Extracted data entries
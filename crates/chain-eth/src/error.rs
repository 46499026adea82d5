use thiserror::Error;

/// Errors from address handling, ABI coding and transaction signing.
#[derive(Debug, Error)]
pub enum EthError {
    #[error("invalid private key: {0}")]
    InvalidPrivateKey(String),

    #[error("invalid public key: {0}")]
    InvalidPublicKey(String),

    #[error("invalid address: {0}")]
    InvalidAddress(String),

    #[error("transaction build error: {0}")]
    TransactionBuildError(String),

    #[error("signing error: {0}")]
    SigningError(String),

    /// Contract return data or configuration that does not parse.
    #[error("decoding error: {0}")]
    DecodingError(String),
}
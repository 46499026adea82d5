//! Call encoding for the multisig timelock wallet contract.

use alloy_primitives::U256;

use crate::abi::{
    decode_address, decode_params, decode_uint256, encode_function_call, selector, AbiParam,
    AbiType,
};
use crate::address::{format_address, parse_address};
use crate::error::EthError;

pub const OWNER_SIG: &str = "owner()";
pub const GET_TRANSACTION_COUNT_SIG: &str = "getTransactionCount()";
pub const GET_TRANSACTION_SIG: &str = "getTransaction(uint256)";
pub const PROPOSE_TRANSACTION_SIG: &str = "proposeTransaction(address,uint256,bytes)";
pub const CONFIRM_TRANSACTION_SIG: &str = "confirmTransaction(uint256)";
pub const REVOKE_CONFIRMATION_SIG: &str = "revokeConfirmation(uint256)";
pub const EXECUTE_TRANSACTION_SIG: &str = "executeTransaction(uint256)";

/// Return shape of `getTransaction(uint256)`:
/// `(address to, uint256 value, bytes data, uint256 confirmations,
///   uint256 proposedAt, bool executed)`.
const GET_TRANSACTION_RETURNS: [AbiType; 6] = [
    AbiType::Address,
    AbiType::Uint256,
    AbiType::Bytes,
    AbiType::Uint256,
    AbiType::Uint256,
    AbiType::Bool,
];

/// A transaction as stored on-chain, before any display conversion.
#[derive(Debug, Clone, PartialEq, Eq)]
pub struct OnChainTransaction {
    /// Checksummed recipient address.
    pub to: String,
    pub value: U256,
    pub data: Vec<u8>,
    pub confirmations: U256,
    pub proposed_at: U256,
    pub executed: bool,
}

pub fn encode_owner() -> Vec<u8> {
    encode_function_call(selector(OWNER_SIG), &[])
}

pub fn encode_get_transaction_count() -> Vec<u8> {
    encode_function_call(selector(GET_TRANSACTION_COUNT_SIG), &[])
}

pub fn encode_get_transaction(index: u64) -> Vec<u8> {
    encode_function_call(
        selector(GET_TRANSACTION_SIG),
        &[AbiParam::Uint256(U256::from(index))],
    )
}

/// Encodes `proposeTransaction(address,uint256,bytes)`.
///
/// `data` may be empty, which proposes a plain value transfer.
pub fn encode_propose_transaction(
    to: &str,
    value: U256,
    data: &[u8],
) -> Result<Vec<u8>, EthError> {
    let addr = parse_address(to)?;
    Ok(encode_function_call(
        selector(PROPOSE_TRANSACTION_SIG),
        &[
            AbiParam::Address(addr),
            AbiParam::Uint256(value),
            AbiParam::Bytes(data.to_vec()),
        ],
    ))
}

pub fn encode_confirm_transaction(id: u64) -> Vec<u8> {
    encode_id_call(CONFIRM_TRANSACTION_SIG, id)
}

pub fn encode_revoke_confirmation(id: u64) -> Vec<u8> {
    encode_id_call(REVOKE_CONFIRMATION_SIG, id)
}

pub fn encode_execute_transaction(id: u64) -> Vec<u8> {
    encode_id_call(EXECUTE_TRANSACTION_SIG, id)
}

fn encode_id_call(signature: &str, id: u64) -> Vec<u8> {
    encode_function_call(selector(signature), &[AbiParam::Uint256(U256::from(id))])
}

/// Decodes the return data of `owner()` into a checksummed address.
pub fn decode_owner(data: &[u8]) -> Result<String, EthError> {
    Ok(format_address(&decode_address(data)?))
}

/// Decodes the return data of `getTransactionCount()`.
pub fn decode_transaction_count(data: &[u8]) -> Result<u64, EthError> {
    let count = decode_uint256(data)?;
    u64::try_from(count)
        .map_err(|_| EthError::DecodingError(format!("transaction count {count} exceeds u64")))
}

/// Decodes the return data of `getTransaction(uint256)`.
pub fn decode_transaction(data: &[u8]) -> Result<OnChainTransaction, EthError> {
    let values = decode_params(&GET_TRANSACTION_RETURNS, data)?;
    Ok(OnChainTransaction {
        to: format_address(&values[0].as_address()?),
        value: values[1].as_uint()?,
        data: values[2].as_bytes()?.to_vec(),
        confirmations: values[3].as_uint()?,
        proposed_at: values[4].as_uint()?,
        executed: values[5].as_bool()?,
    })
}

### Exercise aim
Which lines above hold the string "OnChainTransaction"? Please copy all of them.

### Result for this task
pub struct OnChainTransaction {
pub fn decode_transaction(data: &[u8]) -> Result<OnChainTransaction, EthError> {
    Ok(OnChainTransaction {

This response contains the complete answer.